Toen ik vijftien jaar geleden zelf een kind kreeg, ik was eind dertig, werd het weggooien dwangmatig. Niets hield ik meer over. Ook werd ik piekerig, iets later ronduit zwaarmoedig, en ik begon stelselmatig te duiken. Voor mensen in het algemeen, en de telefoon in het bijzonder. ‘Duiken!’ riep ook mijn moeder vroeger als er iemand onverwacht de loopbrug overkwam – en dan lagen we weer plat op de vloer van de boot, veilig uit het zicht. Mijn moeder belandde in de diepe schulden door het ontwijken van de belasting, en ook ik begon alles uit te stellen; boodschappen doen vormde alleen al een enorme blokkade. Netflix was veilig. Leuker bovendien. Het was tijd voor de psycholoog.
Al na een paar gesprekken luidde de diagnose ‘KOP-kind’ (kind van een ouder met een psychiatrische stoornis; de stoornis van mijn moeder was ‘niet nader omschreven’),’milde chronische depressie met een sociale angststoornis’ én een ’ontwijkende persoonlijkheidsstoornis’. Dat laatste klinkt onschuldig, maar het is een ernstige aandoening die moeilijk te behandelen is. Toen ik na vier jaar praten en EMDR-en al met één been in de angstpoli van het AMC stond, zei de psycholoog op de valreep: ‘Gezien je familiegeschiedenis, wil ik toch dat je je even laat testen op ADHD.’
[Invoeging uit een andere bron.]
//! Native GeoTIFF reading/writing
//!
//! Uses the `tiff` crate. Georeferencing is limited to the
//! ModelPixelScale/ModelTiepoint pair and the GDAL nodata tag; projections
//! are not decoded, the catalog supplies the CRS.

use crate::error::{Error, Result};
use crate::raster::{GeoTransform, Raster, RasterElement};
use std::fs::File;
use std::io::{BufReader, BufWriter, Cursor};
use std::path::Path;
use tiff::decoder::{Decoder, DecodingResult};
use tiff::encoder::colortype::Gray64Float;
use tiff::encoder::TiffEncoder;
use tiff::tags::Tag;

const MODEL_PIXEL_SCALE: u16 = 33550;
const MODEL_TIEPOINT: u16 = 33922;
const GEO_KEY_DIRECTORY: u16 = 34735;
const GDAL_NODATA: u16 = 42113;

/// Read a single-band GeoTIFF file into a Raster
pub fn read_geotiff<T, P>(path: P) -> Result<Raster<T>>
where
    T: RasterElement,
    P: AsRef<Path>,
{
    let file = File::open(path.as_ref())?;
    decode_geotiff(BufReader::new(file))
}

/// Read a GeoTIFF from an in-memory buffer into a Raster
pub fn read_geotiff_from_buffer<T>(data: &[u8]) -> Result<Raster<T>>
where
    T: RasterElement,
{
    decode_geotiff(Cursor::new(data))
}

fn cast_all<S, T>(buf: Vec<S>, nodata: Option<f64>) -> Vec<T>
where
    S: num_traits::ToPrimitive + Copy,
    T: RasterElement,
{
    buf.into_iter()
        .map(|v| {
            let v = v.to_f64().unwrap_or(f64::NAN);
            if nodata.is_some_and(|nd| v == nd) {
                return T::default_nodata();
            }
            T::from_f64(v).unwrap_or(T::default_nodata())
        })
        .collect()
}

fn decode_geotiff<T, R>(reader: R) -> Result<Raster<T>>
where
    T: RasterElement,
    R: std::io::Read + std::io::Seek,
{
    let mut decoder = Decoder::new(reader)
        .map_err(|e| Error::Other(format!("TIFF decode error: {}", e)))?;

    let (width, height) = decoder
        .dimensions()
        .map_err(|e| Error::Other(format!("Cannot read dimensions: {}", e)))?;
    let (rows, cols) = (height as usize, width as usize);

    let nodata = decoder
        .get_tag_ascii_string(Tag::Unknown(GDAL_NODATA))
        .ok()
        .and_then(|s| s.trim_matches(char::from(0)).trim().parse::<f64>().ok());
    let transform = read_geotransform(&mut decoder).ok();

    let result = decoder
        .read_image()
        .map_err(|e| Error::Other(format!("Cannot read image data: {}", e)))?;

    let data: Vec<T> = match result {
        DecodingResult::F32(buf) => cast_all(buf, nodata),
        DecodingResult::F64(buf) => cast_all(buf, nodata),
        DecodingResult::U8(buf) => cast_all(buf, nodata),
        DecodingResult::U16(buf) => cast_all(buf, nodata),
        DecodingResult::U32(buf) => cast_all(buf, nodata),
        DecodingResult::U64(buf) => cast_all(buf, nodata),
        DecodingResult::I8(buf) => cast_all(buf, nodata),
        DecodingResult::I16(buf) => cast_all(buf, nodata),
        DecodingResult::I32(buf) => cast_all(buf, nodata),
        DecodingResult::I64(buf) => cast_all(buf, nodata),
        #[allow(unreachable_patterns)]
        _ => return Err(Error::UnsupportedDataType("Unsupported TIFF pixel format".to_string())),
    };

    if data.len() != rows * cols {
        return Err(Error::InvalidDimensions {
            width: cols,
            height: rows,
        });
    }

    let mut raster = Raster::from_vec(data, rows, cols)?;
    raster.set_nodata(nodata.map(|_| T::default_nodata()));
    if let Some(transform) = transform {
        raster.set_transform(transform);
    }
    Ok(raster)
}

fn read_geotransform<R: std::io::Read + std::io::Seek>(
    decoder: &mut Decoder<R>,
) -> Result<GeoTransform> {
    let scale = decoder
        .get_tag_f64_vec(Tag::Unknown(MODEL_PIXEL_SCALE))
        .map_err(|_| Error::Other("No pixel scale tag".into()))?;
    let tiepoint = decoder
        .get_tag_f64_vec(Tag::Unknown(MODEL_TIEPOINT))
        .map_err(|_| Error::Other("No tiepoint tag".into()))?;

    if scale.len() >= 2 && tiepoint.len() >= 6 {
        // tiepoint: [I, J, K, X, Y, Z], scale: [ScaleX, ScaleY, ScaleZ]
        let origin_x = tiepoint[3] - tiepoint[0] * scale[0];
        let origin_y = tiepoint[4] + tiepoint[1] * scale[1];
        return Ok(GeoTransform::new(origin_x, origin_y, scale[0], -scale[1]));
    }

    Err(Error::Other("Cannot determine geotransform".into()))
}

/// Write a Raster to a GeoTIFF file as 64-bit float.
///
/// Nodata cells are written as the raster's nodata value (NaN when unset)
/// and the GDAL nodata tag records it, so integer layers such as basin ids
/// survive a round trip.
pub fn write_geotiff<T, P>(raster: &Raster<T>, path: P) -> Result<()>
where
    T: RasterElement,
    P: AsRef<Path>,
{
    let file = File::create(path.as_ref())?;
    encode_geotiff(raster, BufWriter::new(file))
}

/// Write a Raster to an in-memory GeoTIFF buffer
pub fn write_geotiff_to_buffer<T>(raster: &Raster<T>) -> Result<Vec<u8>>
where
    T: RasterElement,
{
    let mut buf = Vec::new();
    encode_geotiff(raster, Cursor::new(&mut buf))?;
    Ok(buf)
}

fn encode_geotiff<T, W>(raster: &Raster<T>, writer: W) -> Result<()>
where
    T: RasterElement,
    W: std::io::Write + std::io::Seek,
{
    let mut encoder = TiffEncoder::new(writer)
        .map_err(|e| Error::Other(format!("TIFF encoder error: {}", e)))?;

    let (rows, cols) = raster.shape();
    let nodata = raster.nodata().and_then(|v| v.to_f64());

    let data: Vec<f64> = raster
        .data()
        .iter()
        .map(|&v| {
            if raster.is_nodata(v) {
                nodata.unwrap_or(f64::NAN)
            } else {
                v.to_f64().unwrap_or(f64::NAN)
            }
        })
        .collect();

    let mut image = encoder
        .new_image::<Gray64Float>(cols as u32, rows as u32)
        .map_err(|e| Error::Other(format!("Cannot create TIFF image: {}", e)))?;

    let gt = raster.transform();
    let tag_err = |e: tiff::TiffError| Error::Other(format!("Cannot write GeoTIFF tag: {}", e));

    let scale = [gt.pixel_width, gt.pixel_height.abs(), 0.0];
    image
        .encoder()
        .write_tag(Tag::Unknown(MODEL_PIXEL_SCALE), &scale[..])
        .map_err(tag_err)?;

    let tiepoint = [0.0, 0.0, 0.0, gt.origin_x, gt.origin_y, 0.0];
    image
        .encoder()
        .write_tag(Tag::Unknown(MODEL_TIEPOINT), &tiepoint[..])
        .map_err(tag_err)?;

    // Version 1.1.0 with GTRasterTypeGeoKey = RasterPixelIsArea
    let geokeys: [u16; 8] = [1, 1, 0, 1, 1025, 0, 1, 1];
    image
        .encoder()
        .write_tag(Tag::Unknown(GEO_KEY_DIRECTORY), &geokeys[..])
        .map_err(tag_err)?;

    if let Some(nd) = nodata {
        image
            .encoder()
            .write_tag(Tag::Unknown(GDAL_NODATA), nd.to_string().as_str())
            .map_err(tag_err)?;
    }

    image
        .write_data(&data)
        .map_err(|e| Error::Other(format!("Cannot write image data: {}", e)))?;

    Ok(())
}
Die viel rauw op mijn dak. Mijn dochter heeft ADHD, maar ik ging er altijd vanuit dat dat van haar rommelige vader kwam. En mijn moeder? Was zij niet gewoon een kind van de losgeslagen jaren zeventig? Ze was als meisje van tien naar een internaat gestuurd omdat ze ‘lastig’ was – maar in haar werk was ze zeer gedisciplineerd. Ik was zelf een bijzonder stil kind – zo’n kind dat je makkelijk in een café vergeet. Ik heb mijn studie afgemaakt, ben altijd op tijd en mijn huis is geen Waterlooplein.
Toch maar naar diagnose-instituut ADHD Centraal, voor een hele dag testen. Ik stond er sceptisch in.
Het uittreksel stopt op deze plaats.